*** Opening Provided information ***

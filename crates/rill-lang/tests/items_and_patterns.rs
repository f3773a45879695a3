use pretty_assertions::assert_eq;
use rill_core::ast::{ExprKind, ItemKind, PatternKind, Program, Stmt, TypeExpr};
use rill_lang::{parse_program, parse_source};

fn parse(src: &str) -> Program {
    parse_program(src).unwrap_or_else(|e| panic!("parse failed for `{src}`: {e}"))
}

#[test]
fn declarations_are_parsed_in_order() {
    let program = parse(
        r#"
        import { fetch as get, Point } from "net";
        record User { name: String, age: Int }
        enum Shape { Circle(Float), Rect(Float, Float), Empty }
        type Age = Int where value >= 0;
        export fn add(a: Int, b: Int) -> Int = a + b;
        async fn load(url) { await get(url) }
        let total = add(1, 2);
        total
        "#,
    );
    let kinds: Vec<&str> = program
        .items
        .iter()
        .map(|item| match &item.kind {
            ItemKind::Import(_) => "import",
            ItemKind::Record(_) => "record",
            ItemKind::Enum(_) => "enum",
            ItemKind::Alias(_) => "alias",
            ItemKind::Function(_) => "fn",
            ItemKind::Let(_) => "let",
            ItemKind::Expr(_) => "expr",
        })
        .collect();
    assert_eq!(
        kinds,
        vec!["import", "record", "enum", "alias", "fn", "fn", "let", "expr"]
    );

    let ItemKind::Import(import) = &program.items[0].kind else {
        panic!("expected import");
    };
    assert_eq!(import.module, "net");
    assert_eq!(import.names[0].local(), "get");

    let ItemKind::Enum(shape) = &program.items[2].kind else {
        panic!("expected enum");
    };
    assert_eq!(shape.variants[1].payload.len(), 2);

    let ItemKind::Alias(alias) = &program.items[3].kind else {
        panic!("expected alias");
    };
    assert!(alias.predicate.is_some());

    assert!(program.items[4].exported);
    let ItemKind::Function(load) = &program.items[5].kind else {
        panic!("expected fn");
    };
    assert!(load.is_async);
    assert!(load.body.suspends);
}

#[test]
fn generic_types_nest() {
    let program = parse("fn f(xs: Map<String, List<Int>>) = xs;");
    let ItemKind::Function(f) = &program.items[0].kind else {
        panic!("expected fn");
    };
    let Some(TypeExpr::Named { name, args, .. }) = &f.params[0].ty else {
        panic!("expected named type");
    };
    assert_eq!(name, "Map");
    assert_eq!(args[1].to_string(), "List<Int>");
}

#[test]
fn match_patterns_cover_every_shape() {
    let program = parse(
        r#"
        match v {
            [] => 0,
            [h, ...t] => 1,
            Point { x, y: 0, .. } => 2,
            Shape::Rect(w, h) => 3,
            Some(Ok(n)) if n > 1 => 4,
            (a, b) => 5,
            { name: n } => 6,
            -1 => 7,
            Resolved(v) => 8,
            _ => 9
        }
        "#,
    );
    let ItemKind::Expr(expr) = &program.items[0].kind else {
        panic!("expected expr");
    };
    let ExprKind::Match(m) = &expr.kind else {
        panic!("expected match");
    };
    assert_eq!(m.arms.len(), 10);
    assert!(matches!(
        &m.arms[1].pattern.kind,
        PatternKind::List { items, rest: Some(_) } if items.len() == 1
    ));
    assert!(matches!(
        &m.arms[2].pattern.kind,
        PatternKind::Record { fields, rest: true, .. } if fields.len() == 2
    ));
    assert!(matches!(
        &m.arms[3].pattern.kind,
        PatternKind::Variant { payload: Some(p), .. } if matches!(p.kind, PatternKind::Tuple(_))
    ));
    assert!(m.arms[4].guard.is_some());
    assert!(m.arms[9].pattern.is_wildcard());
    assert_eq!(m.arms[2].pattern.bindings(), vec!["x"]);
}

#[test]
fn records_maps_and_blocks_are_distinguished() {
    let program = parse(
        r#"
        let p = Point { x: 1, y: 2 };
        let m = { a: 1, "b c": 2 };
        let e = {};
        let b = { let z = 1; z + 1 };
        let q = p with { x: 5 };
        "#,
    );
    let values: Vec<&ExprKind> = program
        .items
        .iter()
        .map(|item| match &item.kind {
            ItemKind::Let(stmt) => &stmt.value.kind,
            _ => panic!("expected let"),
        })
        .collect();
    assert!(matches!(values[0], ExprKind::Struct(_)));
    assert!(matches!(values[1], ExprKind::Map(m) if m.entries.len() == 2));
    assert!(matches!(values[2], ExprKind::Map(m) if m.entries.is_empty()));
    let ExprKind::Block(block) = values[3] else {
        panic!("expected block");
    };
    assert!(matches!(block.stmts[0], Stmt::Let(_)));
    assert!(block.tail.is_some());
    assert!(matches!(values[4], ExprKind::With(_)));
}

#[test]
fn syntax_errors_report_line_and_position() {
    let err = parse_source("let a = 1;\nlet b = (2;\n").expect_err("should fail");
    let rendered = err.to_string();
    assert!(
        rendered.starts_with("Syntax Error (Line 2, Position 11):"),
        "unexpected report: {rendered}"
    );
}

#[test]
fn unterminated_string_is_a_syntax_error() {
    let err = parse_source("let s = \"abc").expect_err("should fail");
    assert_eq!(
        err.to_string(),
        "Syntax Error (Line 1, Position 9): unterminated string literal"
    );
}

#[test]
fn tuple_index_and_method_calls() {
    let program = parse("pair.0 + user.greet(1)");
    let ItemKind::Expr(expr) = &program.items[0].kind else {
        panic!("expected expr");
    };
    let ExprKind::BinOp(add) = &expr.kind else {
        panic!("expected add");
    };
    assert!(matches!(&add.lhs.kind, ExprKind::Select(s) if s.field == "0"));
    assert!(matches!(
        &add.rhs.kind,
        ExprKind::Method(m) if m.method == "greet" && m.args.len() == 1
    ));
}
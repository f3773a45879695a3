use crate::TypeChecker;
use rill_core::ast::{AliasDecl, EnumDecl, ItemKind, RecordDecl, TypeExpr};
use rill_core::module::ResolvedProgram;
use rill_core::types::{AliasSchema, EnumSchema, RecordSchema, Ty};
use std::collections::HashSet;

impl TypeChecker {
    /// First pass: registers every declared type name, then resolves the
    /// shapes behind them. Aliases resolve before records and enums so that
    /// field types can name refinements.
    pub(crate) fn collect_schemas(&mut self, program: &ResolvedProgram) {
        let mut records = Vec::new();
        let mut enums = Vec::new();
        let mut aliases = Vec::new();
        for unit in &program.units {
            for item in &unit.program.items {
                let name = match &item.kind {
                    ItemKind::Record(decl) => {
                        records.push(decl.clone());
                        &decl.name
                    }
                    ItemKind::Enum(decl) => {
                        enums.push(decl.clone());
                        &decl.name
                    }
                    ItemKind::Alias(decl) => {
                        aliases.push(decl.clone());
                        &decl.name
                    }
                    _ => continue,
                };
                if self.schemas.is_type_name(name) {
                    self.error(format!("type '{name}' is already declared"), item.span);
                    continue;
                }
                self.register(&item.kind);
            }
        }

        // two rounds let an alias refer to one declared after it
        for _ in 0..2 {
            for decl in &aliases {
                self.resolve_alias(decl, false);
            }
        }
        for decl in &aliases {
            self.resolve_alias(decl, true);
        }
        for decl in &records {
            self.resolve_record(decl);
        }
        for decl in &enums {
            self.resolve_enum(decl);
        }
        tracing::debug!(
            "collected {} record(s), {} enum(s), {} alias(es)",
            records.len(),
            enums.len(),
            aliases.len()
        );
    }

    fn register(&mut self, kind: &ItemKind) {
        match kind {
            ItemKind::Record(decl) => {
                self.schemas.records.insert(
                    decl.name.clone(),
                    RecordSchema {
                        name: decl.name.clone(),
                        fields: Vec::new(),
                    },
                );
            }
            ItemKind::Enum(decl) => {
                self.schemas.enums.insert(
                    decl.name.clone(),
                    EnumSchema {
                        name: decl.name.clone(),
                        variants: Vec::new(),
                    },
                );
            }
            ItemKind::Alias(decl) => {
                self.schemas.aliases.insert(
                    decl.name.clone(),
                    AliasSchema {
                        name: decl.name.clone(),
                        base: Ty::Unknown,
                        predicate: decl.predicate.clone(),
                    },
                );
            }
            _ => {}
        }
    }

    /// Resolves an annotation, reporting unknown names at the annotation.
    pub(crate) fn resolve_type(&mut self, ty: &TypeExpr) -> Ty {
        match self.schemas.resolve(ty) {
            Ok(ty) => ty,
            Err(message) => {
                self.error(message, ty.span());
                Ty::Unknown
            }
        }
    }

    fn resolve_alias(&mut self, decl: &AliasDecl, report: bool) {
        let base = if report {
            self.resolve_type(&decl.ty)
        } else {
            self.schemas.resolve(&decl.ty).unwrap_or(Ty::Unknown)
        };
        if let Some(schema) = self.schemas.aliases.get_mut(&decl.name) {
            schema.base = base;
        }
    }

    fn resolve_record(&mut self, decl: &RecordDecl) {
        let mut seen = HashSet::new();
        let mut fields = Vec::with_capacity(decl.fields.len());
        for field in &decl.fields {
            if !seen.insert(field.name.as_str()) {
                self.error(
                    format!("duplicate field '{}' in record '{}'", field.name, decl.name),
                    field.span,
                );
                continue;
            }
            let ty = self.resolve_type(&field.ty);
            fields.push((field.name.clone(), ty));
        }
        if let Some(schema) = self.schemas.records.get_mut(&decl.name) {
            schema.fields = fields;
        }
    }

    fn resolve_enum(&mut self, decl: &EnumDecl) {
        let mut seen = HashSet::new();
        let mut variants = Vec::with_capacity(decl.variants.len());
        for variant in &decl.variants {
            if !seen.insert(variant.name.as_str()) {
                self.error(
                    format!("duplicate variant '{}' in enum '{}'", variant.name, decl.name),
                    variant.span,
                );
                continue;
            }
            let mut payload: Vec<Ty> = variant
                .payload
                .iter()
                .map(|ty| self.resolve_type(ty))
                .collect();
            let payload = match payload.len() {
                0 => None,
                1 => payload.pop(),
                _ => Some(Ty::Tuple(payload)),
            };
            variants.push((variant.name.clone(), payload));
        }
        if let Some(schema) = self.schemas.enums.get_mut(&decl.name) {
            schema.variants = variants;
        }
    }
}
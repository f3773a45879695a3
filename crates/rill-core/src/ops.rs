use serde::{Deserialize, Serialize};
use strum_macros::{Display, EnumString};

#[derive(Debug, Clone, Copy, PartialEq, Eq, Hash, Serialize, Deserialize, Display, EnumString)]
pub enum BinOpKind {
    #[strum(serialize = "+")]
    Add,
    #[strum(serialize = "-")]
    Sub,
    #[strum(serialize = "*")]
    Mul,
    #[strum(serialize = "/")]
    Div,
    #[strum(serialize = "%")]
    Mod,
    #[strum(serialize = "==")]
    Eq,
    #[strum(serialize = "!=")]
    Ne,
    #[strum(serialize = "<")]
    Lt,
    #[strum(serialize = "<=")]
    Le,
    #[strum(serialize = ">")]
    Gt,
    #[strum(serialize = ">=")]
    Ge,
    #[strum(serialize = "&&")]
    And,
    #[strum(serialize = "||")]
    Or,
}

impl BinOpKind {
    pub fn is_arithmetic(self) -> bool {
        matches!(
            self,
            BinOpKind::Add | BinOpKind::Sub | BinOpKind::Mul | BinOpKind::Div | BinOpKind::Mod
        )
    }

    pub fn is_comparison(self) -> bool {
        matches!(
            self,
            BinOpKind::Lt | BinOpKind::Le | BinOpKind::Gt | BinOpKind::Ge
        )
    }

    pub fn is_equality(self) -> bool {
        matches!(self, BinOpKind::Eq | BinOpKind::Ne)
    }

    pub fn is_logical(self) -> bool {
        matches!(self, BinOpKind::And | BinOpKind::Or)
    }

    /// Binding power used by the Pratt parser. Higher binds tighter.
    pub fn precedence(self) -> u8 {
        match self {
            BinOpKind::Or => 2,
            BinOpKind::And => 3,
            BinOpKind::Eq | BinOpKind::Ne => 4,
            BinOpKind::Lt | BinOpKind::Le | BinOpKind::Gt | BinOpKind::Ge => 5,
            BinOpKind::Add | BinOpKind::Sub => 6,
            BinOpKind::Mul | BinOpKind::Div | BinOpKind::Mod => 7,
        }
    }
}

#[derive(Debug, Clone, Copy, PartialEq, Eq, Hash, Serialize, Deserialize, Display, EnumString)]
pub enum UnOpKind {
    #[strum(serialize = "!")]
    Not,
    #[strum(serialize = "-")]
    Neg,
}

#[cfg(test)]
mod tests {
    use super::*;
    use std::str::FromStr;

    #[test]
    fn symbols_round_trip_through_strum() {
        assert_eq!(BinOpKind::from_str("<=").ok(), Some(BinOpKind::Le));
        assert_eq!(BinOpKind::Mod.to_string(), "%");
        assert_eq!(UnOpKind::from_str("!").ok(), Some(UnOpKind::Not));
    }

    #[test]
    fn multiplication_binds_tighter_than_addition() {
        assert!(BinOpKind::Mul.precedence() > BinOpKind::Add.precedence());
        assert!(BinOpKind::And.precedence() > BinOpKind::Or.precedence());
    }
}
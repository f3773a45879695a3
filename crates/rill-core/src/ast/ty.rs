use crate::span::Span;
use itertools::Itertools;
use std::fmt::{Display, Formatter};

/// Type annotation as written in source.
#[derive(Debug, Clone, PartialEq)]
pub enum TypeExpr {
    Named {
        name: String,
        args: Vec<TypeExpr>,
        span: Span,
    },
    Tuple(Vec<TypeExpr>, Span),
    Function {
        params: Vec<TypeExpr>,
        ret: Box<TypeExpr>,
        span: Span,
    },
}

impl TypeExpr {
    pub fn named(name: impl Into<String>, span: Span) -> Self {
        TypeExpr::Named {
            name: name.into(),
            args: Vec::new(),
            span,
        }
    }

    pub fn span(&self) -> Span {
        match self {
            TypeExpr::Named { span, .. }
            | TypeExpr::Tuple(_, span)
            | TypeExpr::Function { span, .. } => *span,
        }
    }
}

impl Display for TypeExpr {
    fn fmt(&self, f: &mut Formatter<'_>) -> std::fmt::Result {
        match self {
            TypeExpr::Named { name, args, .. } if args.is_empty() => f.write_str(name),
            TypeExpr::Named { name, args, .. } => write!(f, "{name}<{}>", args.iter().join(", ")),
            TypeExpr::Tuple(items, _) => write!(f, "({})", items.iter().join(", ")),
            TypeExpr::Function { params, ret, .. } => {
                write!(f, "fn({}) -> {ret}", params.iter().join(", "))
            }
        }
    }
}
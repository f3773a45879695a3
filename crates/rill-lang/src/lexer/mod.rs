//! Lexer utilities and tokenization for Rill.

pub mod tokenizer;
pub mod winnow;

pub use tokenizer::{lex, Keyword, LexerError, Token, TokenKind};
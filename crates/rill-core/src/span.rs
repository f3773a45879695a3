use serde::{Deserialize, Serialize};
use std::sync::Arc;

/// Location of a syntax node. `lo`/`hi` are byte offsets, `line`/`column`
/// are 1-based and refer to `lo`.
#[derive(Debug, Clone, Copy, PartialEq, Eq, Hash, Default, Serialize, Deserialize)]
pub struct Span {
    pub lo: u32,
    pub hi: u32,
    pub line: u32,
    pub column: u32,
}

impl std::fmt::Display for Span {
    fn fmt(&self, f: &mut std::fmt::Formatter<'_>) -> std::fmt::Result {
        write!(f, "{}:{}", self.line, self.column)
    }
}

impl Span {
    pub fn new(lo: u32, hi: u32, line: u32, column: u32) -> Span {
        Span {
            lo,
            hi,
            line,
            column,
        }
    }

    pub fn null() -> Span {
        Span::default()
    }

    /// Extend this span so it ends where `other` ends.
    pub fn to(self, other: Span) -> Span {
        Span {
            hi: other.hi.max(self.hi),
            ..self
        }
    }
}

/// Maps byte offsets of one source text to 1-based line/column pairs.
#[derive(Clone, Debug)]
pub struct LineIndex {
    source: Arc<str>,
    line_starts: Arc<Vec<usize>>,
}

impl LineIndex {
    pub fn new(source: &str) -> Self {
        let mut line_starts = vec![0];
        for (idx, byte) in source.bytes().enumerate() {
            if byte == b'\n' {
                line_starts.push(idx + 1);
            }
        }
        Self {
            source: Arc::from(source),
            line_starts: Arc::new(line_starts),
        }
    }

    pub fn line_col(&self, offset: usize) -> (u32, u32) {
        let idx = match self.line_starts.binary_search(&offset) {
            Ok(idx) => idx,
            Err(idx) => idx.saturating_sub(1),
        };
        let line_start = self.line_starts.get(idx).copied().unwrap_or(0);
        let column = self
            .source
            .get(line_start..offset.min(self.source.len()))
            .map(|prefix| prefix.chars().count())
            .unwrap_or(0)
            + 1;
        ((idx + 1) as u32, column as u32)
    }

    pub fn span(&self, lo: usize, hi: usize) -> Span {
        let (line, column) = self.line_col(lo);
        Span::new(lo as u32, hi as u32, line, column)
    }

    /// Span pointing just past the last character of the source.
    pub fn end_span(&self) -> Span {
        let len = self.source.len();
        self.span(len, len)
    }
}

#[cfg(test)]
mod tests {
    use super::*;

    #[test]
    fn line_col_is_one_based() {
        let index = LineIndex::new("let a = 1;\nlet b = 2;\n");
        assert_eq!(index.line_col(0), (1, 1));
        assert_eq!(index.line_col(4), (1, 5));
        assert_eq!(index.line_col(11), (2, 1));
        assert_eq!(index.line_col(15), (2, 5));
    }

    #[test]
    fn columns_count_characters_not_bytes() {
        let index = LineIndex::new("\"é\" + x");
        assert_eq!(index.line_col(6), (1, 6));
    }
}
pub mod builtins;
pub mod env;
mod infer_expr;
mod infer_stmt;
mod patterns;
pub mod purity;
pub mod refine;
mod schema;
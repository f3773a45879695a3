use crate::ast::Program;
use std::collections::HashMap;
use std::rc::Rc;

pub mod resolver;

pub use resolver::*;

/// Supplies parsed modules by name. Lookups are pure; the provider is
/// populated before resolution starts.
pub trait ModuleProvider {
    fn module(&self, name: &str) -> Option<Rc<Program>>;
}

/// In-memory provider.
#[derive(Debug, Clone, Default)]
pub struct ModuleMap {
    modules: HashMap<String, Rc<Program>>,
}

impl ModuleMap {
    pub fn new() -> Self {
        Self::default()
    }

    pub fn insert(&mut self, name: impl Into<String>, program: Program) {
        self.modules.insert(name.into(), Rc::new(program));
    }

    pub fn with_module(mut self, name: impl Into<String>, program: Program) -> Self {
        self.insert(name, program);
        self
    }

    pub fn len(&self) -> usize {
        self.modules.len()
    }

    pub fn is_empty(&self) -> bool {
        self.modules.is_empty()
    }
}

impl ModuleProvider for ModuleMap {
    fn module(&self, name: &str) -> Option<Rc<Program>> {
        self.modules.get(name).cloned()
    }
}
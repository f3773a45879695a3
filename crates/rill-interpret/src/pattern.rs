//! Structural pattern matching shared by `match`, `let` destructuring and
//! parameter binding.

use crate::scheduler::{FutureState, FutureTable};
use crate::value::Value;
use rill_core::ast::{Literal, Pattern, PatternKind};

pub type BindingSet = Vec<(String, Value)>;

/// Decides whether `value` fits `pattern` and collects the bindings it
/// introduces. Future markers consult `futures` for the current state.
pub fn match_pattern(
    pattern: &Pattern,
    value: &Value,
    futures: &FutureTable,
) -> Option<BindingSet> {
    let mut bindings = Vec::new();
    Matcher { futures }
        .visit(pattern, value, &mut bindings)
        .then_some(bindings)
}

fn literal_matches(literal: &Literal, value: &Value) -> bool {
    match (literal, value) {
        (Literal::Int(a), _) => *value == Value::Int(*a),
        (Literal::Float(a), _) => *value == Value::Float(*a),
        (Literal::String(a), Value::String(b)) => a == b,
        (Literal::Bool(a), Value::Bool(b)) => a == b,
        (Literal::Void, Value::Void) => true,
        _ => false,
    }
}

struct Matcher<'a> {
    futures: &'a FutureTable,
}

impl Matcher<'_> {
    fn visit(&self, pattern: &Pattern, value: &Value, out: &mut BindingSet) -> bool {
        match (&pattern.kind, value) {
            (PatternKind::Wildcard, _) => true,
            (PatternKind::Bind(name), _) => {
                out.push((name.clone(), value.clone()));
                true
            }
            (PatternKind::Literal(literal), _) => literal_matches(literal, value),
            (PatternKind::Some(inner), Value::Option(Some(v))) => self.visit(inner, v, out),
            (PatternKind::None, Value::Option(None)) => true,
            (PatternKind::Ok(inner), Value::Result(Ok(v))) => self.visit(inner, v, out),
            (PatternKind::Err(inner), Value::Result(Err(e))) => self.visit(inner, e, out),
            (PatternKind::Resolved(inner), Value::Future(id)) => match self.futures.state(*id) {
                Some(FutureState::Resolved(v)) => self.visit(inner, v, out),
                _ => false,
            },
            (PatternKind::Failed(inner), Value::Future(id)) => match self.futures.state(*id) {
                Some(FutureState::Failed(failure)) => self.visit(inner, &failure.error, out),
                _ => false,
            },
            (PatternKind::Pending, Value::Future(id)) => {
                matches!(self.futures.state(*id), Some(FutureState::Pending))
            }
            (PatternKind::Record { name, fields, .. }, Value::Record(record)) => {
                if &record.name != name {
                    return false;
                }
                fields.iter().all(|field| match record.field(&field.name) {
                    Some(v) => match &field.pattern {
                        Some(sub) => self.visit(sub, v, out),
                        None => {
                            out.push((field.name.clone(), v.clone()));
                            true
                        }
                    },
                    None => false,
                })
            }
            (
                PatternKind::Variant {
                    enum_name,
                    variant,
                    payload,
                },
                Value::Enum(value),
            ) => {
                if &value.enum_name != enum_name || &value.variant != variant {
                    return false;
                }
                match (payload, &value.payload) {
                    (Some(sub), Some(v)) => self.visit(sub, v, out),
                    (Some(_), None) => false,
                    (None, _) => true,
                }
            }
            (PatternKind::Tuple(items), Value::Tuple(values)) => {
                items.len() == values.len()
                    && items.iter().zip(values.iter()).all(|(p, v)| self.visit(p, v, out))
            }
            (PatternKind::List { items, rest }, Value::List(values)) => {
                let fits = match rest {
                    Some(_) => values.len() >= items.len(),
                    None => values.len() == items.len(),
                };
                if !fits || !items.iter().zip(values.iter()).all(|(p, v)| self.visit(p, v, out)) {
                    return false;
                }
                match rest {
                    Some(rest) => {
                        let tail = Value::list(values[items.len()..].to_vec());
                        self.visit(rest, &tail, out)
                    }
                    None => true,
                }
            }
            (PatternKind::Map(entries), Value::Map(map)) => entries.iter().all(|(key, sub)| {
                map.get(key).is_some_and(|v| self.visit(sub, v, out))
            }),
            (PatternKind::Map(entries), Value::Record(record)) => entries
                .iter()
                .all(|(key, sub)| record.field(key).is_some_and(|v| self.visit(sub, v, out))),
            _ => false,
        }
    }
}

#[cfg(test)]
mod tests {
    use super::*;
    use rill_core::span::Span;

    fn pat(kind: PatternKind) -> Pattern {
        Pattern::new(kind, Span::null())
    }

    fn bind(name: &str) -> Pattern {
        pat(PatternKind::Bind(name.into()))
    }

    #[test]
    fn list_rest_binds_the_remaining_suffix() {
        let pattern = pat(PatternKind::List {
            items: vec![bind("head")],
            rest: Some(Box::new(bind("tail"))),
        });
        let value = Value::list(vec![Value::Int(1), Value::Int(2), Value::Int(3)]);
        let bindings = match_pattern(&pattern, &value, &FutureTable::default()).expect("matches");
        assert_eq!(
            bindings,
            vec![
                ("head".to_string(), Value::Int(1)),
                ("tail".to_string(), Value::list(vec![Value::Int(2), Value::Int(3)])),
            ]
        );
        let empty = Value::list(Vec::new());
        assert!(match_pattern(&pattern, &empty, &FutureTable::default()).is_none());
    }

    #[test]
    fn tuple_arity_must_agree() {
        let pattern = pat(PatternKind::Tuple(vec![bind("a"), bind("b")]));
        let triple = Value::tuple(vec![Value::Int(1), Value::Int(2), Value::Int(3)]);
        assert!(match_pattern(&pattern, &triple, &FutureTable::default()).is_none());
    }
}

*** Closing Provided information ***

**Exercise goal:**
The word is "arms". Copy every line above where it appears.

**Result of the task:**
    assert_eq!(m.arms.len(), 10);
        &m.arms[1].pattern.kind,
        &m.arms[2].pattern.kind,
        &m.arms[3].pattern.kind,
    assert!(m.arms[4].guard.is_some());
    assert!(m.arms[9].pattern.is_wildcard());
    assert_eq!(m.arms[2].pattern.bindings(), vec!["x"]);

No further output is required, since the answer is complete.